Electromagnetic field absorption in stochastic cellular systems: enhanced signal detection in ion channels and calcium oscillators

The basic problem in understanding the mechanisms of low frequency electromagnetic field interactions with biological systems arises because of the small strength of the signal compared to the thermal noise in the irradiated system. We have investigated, experimentally and theoretically, the possibilities for signal amplification relative to noise in those parts of the cellular calcium signalling pathway which constitute stochastic and chaotic processes. In many types of cells the signal tranduction from plasmalemma to intracellular targets is linked to the oscillatory behavior of intracellular Ca2+. The pattern of calcium fluctuations in a cell line of T lymphocytes (Jurkat), studied by us, consists of a repeated sequence of randomly occurring spikes. The spectral power densities of these spikes were diminished by applied 50 Hz electromagnetic fields. A source of enhancing the detection of weak electromagnetic signals in this system is the interaction with channel gating, where signal amplification is shown to follow from the theory of periodically driven stochastic processes.
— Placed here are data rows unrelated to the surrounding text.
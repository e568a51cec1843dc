//! Exchange rate store
//!
//! One row per `(base, currency)` pair. Rates are read straight from the
//! table; the set is small and changes rarely.

use uuid::Uuid;

use crate::error::{WalletError, WalletResult};
use crate::models::AssetCode;
use crate::rates::ExchangeRates;

use super::records::ExchangeRateRecord;
use super::table::Table;

pub struct ExchangeRateStore {
    table: Box<dyn Table<ExchangeRateRecord>>,
}

impl ExchangeRateStore {
    pub fn new(table: Box<dyn Table<ExchangeRateRecord>>) -> Self {
        Self { table }
    }

    /// Every stored rate, sorted by base then currency
    pub fn list(&self) -> WalletResult<Vec<ExchangeRateRecord>> {
        let mut rows = self.table.find_all()?;
        rows.sort_by(|a, b| a.base.cmp(&b.base).then_with(|| a.currency.cmp(&b.currency)));
        Ok(rows)
    }

    fn find_pair(&self, base: &AssetCode, currency: &AssetCode) -> WalletResult<Option<ExchangeRateRecord>> {
        Ok(self
            .table
            .find_all()?
            .into_iter()
            .find(|r| r.base == base.as_str() && r.currency == currency.as_str()))
    }

    /// Insert or replace the rate for a pair
    pub fn set_rate(
        &self,
        base: &AssetCode,
        currency: &AssetCode,
        rate: f64,
        manual_override: bool,
    ) -> WalletResult<()> {
        if !rate.is_finite() || rate <= 0.0 {
            return Err(WalletError::Validation(format!(
                "exchange rate must be a positive number, got {}",
                rate
            )));
        }
        if base == currency {
            return Err(WalletError::Validation(format!(
                "cannot set a rate from {} to itself",
                base
            )));
        }

        let id = self
            .find_pair(base, currency)?
            .map(|r| r.id)
            .unwrap_or_else(Uuid::new_v4);
        self.table.save(ExchangeRateRecord {
            id,
            base: base.as_str().to_string(),
            currency: currency.as_str().to_string(),
            rate,
            manual_override,
        })?;
        tracing::debug!(%base, %currency, rate, "exchange rate stored");
        Ok(())
    }

    /// Returns whether a rate was removed
    pub fn remove_rate(&self, base: &AssetCode, currency: &AssetCode) -> WalletResult<bool> {
        match self.find_pair(base, currency)? {
            Some(row) => {
                self.table.delete_by_id(row.id)?;
                Ok(true)
            }
            None => Ok(false),
        }
    }

    /// Rates usable for conversion around `base`.
    ///
    /// Rows quoted against `base` are taken as is; rows quoting `base`
    /// against another currency are inverted unless a direct row exists.
    pub fn rates(&self, base: &AssetCode) -> WalletResult<ExchangeRates> {
        let rows = self.table.find_all()?;
        let mut rates = ExchangeRates::new(base.clone());

        for row in rows.iter().filter(|r| r.currency == base.as_str()) {
            if let Ok(asset) = AssetCode::new(&row.base) {
                rates.insert(asset, 1.0 / row.rate);
            }
        }
        for row in rows.iter().filter(|r| r.base == base.as_str()) {
            match AssetCode::new(&row.currency) {
                Ok(asset) => rates.insert(asset, row.rate),
                Err(e) => tracing::warn!(currency = %row.currency, error = %e, "skipping exchange rate"),
            }
        }
        Ok(rates)
    }
}

#[cfg(test)]
mod tests {
    use super::*;
    use crate::models::Money;
    use crate::storage::table::MemoryTable;

    fn code(s: &str) -> AssetCode {
        AssetCode::new(s).unwrap()
    }

    #[test]
    fn test_set_rate_replaces_pair() {
        let store = ExchangeRateStore::new(Box::new(MemoryTable::<ExchangeRateRecord>::new()));
        store.set_rate(&code("USD"), &code("EUR"), 0.9, false).unwrap();
        store.set_rate(&code("usd"), &code("eur"), 0.92, true).unwrap();

        let rows = store.list().unwrap();
        assert_eq!(rows.len(), 1);
        assert_eq!(rows[0].rate, 0.92);
        assert!(rows[0].manual_override);
    }

    #[test]
    fn test_set_rate_validates() {
        let store = ExchangeRateStore::new(Box::new(MemoryTable::<ExchangeRateRecord>::new()));
        assert!(store.set_rate(&code("USD"), &code("EUR"), 0.0, false).is_err());
        assert!(store.set_rate(&code("USD"), &code("USD"), 1.0, false).is_err());
    }

    #[test]
    fn test_rates_inverts_reverse_quotes() {
        let store = ExchangeRateStore::new(Box::new(MemoryTable::<ExchangeRateRecord>::new()));
        store.set_rate(&code("EUR"), &code("USD"), 2.0, false).unwrap();

        let rates = store.rates(&code("USD")).unwrap();
        assert_eq!(
            rates.convert(Money::from_cents(1000), &code("EUR"), &code("USD")),
            Some(Money::from_cents(2000))
        );
    }

    #[test]
    fn test_remove_rate() {
        let store = ExchangeRateStore::new(Box::new(MemoryTable::<ExchangeRateRecord>::new()));
        store.set_rate(&code("USD"), &code("EUR"), 0.9, false).unwrap();

        assert!(store.remove_rate(&code("USD"), &code("EUR")).unwrap());
        assert!(!store.remove_rate(&code("USD"), &code("EUR")).unwrap());
        assert!(store.rates(&code("USD")).unwrap().entries().is_empty());
    }
}
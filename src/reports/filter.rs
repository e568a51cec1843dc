//! Report filter state
//!
//! A [`ReportFilter`] is a set of independent constraints. An empty
//! constraint does not restrict anything; a transaction is kept only when it
//! satisfies every populated one. The filter is edited through
//! [`ReportFilterEvent`]s so a front end can drive it as a state machine.

use chrono::{DateTime, Duration, Months, NaiveDate, TimeZone, Utc};
use serde::{Deserialize, Serialize};
use std::fmt;

use crate::models::{
    Account, AccountId, Category, CategoryId, Money, NotBlankTrimmedString, Transaction,
    TransactionType,
};

use super::template::{FilterSnapshot, ReportTemplate};

/// Unit for [`TimePeriod::LastN`]
#[derive(Debug, Clone, Copy, PartialEq, Eq, Hash, Serialize, Deserialize)]
#[serde(rename_all = "lowercase")]
pub enum IntervalType {
    Day,
    Week,
    Month,
    Year,
}

impl IntervalType {
    pub fn parse(s: &str) -> Option<Self> {
        match s.trim().to_lowercase().trim_end_matches('s') {
            "day" => Some(Self::Day),
            "week" => Some(Self::Week),
            "month" => Some(Self::Month),
            "year" => Some(Self::Year),
            _ => None,
        }
    }
}

/// The time window a report covers
#[derive(Debug, Clone, Copy, PartialEq, Eq, Serialize, Deserialize)]
#[serde(tag = "kind", rename_all = "snake_case")]
pub enum TimePeriod {
    /// A calendar month in UTC
    Month { year: i32, month: u32 },
    /// Either end may be open
    Range {
        from: Option<DateTime<Utc>>,
        to: Option<DateTime<Utc>>,
    },
    /// The last `n` intervals up to now
    LastN { n: u32, interval: IntervalType },
    AllTime,
}

fn month_start(year: i32, month: u32) -> Option<DateTime<Utc>> {
    let date = NaiveDate::from_ymd_opt(year, month, 1)?;
    Some(Utc.from_utc_datetime(&date.and_hms_opt(0, 0, 0)?))
}

impl TimePeriod {
    /// Resolve to a half-open `[from, to)` window; `None` ends are open
    pub fn bounds(&self, now: DateTime<Utc>) -> (Option<DateTime<Utc>>, Option<DateTime<Utc>>) {
        match *self {
            Self::Month { year, month } => {
                let (next_year, next_month) = if month >= 12 {
                    (year + 1, 1)
                } else {
                    (year, month + 1)
                };
                match (month_start(year, month), month_start(next_year, next_month)) {
                    (Some(from), Some(to)) => (Some(from), Some(to)),
                    // An impossible month matches nothing
                    _ => (Some(now), Some(now)),
                }
            }
            Self::Range { from, to } => (from, to),
            Self::LastN { n, interval } => {
                let from = match interval {
                    IntervalType::Day => now.checked_sub_signed(Duration::days(i64::from(n))),
                    IntervalType::Week => now.checked_sub_signed(Duration::weeks(i64::from(n))),
                    IntervalType::Month => now.checked_sub_months(Months::new(n)),
                    IntervalType::Year => now.checked_sub_months(Months::new(n.saturating_mul(12))),
                };
                (from, Some(now))
            }
            Self::AllTime => (None, None),
        }
    }

    pub fn contains(&self, at: DateTime<Utc>, now: DateTime<Utc>) -> bool {
        let (from, to) = self.bounds(now);
        from.map_or(true, |f| at >= f) && to.map_or(true, |t| at < t)
    }
}

impl fmt::Display for TimePeriod {
    fn fmt(&self, f: &mut fmt::Formatter<'_>) -> fmt::Result {
        match self {
            Self::Month { year, month } => write!(f, "{:04}-{:02}", year, month),
            Self::Range { from, to } => {
                let show = |d: &Option<DateTime<Utc>>| {
                    d.map(|d| d.format("%Y-%m-%d").to_string())
                        .unwrap_or_else(|| "…".to_string())
                };
                write!(f, "{} to {}", show(from), show(to))
            }
            Self::LastN { n, interval } => write!(f, "last {} {:?}(s)", n, interval),
            Self::AllTime => write!(f, "all time"),
        }
    }
}
//! Report template store

use uuid::Uuid;

use crate::error::WalletResult;
use crate::reports::ReportTemplate;

use super::table::Table;

pub struct TemplateStore {
    table: Box<dyn Table<ReportTemplate>>,
}

impl TemplateStore {
    pub fn new(table: Box<dyn Table<ReportTemplate>>) -> Self {
        Self { table }
    }

    /// All templates sorted by name (case-insensitive)
    pub fn list(&self) -> WalletResult<Vec<ReportTemplate>> {
        let mut templates = self.table.find_all()?;
        templates.sort_by(|a, b| {
            a.name
                .to_lowercase()
                .cmp(&b.name.to_lowercase())
                .then_with(|| a.created_at.cmp(&b.created_at))
        });
        Ok(templates)
    }

    pub fn find_by_name(&self, name: &str) -> WalletResult<Option<ReportTemplate>> {
        let name_lower = name.trim().to_lowercase();
        Ok(self
            .table
            .find_all()?
            .into_iter()
            .find(|t| t.name.to_lowercase() == name_lower))
    }

    /// Save a template. A template with the same name is replaced and keeps
    /// its id.
    pub fn save(&self, mut template: ReportTemplate) -> WalletResult<ReportTemplate> {
        if let Some(existing) = self.find_by_name(&template.name)? {
            template.id = existing.id;
        }
        self.table.save(template.clone())?;
        tracing::debug!(name = %template.name, "report template saved");
        Ok(template)
    }

    /// Returns whether a template was removed
    pub fn delete_by_id(&self, id: Uuid) -> WalletResult<bool> {
        if self.table.find_by_id(id)?.is_none() {
            return Ok(false);
        }
        self.table.delete_by_id(id)?;
        Ok(true)
    }
}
We have also investigated the sensitivity of intracellular calcium oscillators in detecting the modulated channel currents. This was done by numerical simulations on theoretical models, two-variable model of Goldbeter et al., 1990 [Goldbeter A, Dupont G, Berridge M. Proc Natl Acad Sci USA 1990;87: 1461–5] and the three-variable model with chaos by Shen and Larter, 1995 [Shen P, Larter R, Cell Calcium 1995;17:225–32]. Both models reproduced the experimental results with the chaotic model showing an irregularity in the pattern consistent with the experimental results. The models were also able to reproduce the effects of electromagnetic fields and the simulations revealed that the most sensitive part in the chain of reactions involved in Ca2+ oscillations was the Ca2+ release from internal stores by calcium-induced calcium release (CICR). Simulations on the three-variable model revealed the extreme sensitivity of a chaotic state to periodic forcing, suggesting a possible role of chaotic processes in detection of weak signals within cells.